Eine Woche ist es jetzt her, als wir euch mit den ersten fünf Themen zum Motto „DRESDNER ERFINDUNGEN“ in die 5. Auflage des Fotomarathon Dresden schickten. Jeder von euch hat natürlich seine eigene Sichtweise auf die Veranstaltung – wir auch und die möchten wir euch nicht vorenthalten.

Über die Arbeit im Vorfeld haben wir ja immer wieder berichtet, doch wie läuft so ein Veranstaltungstag ab? Theoretisch ganz einfach, praktisch gibt es einiges zu beachten.

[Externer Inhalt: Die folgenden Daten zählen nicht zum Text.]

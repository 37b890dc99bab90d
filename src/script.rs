use anyhow::Context;
use reqwest::Client;
use serde_json::{json, Value};

/// The slice of an article that feeds the scriptwriter prompt.
#[derive(Debug, Clone, serde::Serialize)]
pub struct ArticleData {
    pub id: i64,
    pub title: String,
    pub content: String,
    pub author: String,
    pub article_url: String,
}

/// Generates two-speaker podcast scripts from article batches via the
/// generative language API.
pub struct ScriptWriter {
    client: Client,
    base_url: String,
    model: String,
}

impl ScriptWriter {
    pub fn new(client: Client, base_url: &str, model: &str) -> Self {
        Self {
            client,
            base_url: base_url.trim_end_matches('/').to_string(),
            model: model.to_string(),
        }
    }

    pub async fn generate(&self, api_key: &str, articles: &[ArticleData]) -> anyhow::Result<String> {
        let prompt = build_prompt(articles);
        let url = format!(
            "{}/v1beta/models/{}:generateContent",
            self.base_url, self.model
        );

        let body = json!({
            "contents": [{ "parts": [{ "text": prompt }] }]
        });

        let response = self
            .client
            .post(&url)
            .header("x-goog-api-key", api_key)
            .json(&body)
            .send()
            .await
            .context("script generation request failed")?;

        let status = response.status();
        if !status.is_success() {
            let detail = response.text().await.unwrap_or_default();
            anyhow::bail!("script generation returned HTTP {status}: {detail}");
        }

        let payload: Value = response
            .json()
            .await
            .context("script generation returned invalid JSON")?;

        let script = extract_text(&payload)
            .context("script generation response contained no text")?
            .trim()
            .to_string();

        if script.is_empty() {
            anyhow::bail!("script generation produced an empty script");
        }

        tracing::info!("Generated script: {} characters", script.len());
        Ok(script)
    }
}

/// Pulls the generated text out of a generateContent response.
pub fn extract_text(payload: &Value) -> Option<&str> {
    payload
        .get("candidates")?
        .get(0)?
        .get("content")?
        .get("parts")?
        .get(0)?
        .get("text")?
        .as_str()
}

pub fn build_prompt(articles: &[ArticleData]) -> String {
    let mut article_content = String::new();
    for (i, article) in articles.iter().enumerate() {
        let n = i + 1;
        article_content.push_str(&format!("Article {n} Title: {}\n", article.title));
        article_content.push_str(&format!("Article {n} Content: {}\n\n", article.content));
    }

    format!(
        r#"You are an expert podcast scriptwriter. Your task is to transform the following articles into a natural and engaging two-person dialogue script between a host, "Joe", and an expert guest, "Jane".

- The script must be a concise summary of the articles' key points.
- Start with a brief introduction from Joe.
- The entire output must be only the script itself, following this format exactly:
  Joe: [Joe's dialogue]
  Jane: [Jane's dialogue]

Here are the articles to transform:
---
{article_content}---
Script:
"#
    )
}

Ein Rückblick: gegen 10:00 Uhr fanden wir uns mit voll beladenen Autos am Deutschen Hygiene-Museum Dresden ein und freuten uns sehr, dass Stefan mit der Musik schon fertig bereitstand. Tische und Stühle noch nach draußen tragen, Strom organisieren, Banner aufhängen, Bowflag aufstellen, Infomaterial bereitlegen. Nach und nach formte sich lose gepacktes Material zu einem brauchbaren Stand und wir waren gewappnet für die Registrierung aller Teilnehmer und auch auf mögliche Nachmeldungen waren wir vorbereitet.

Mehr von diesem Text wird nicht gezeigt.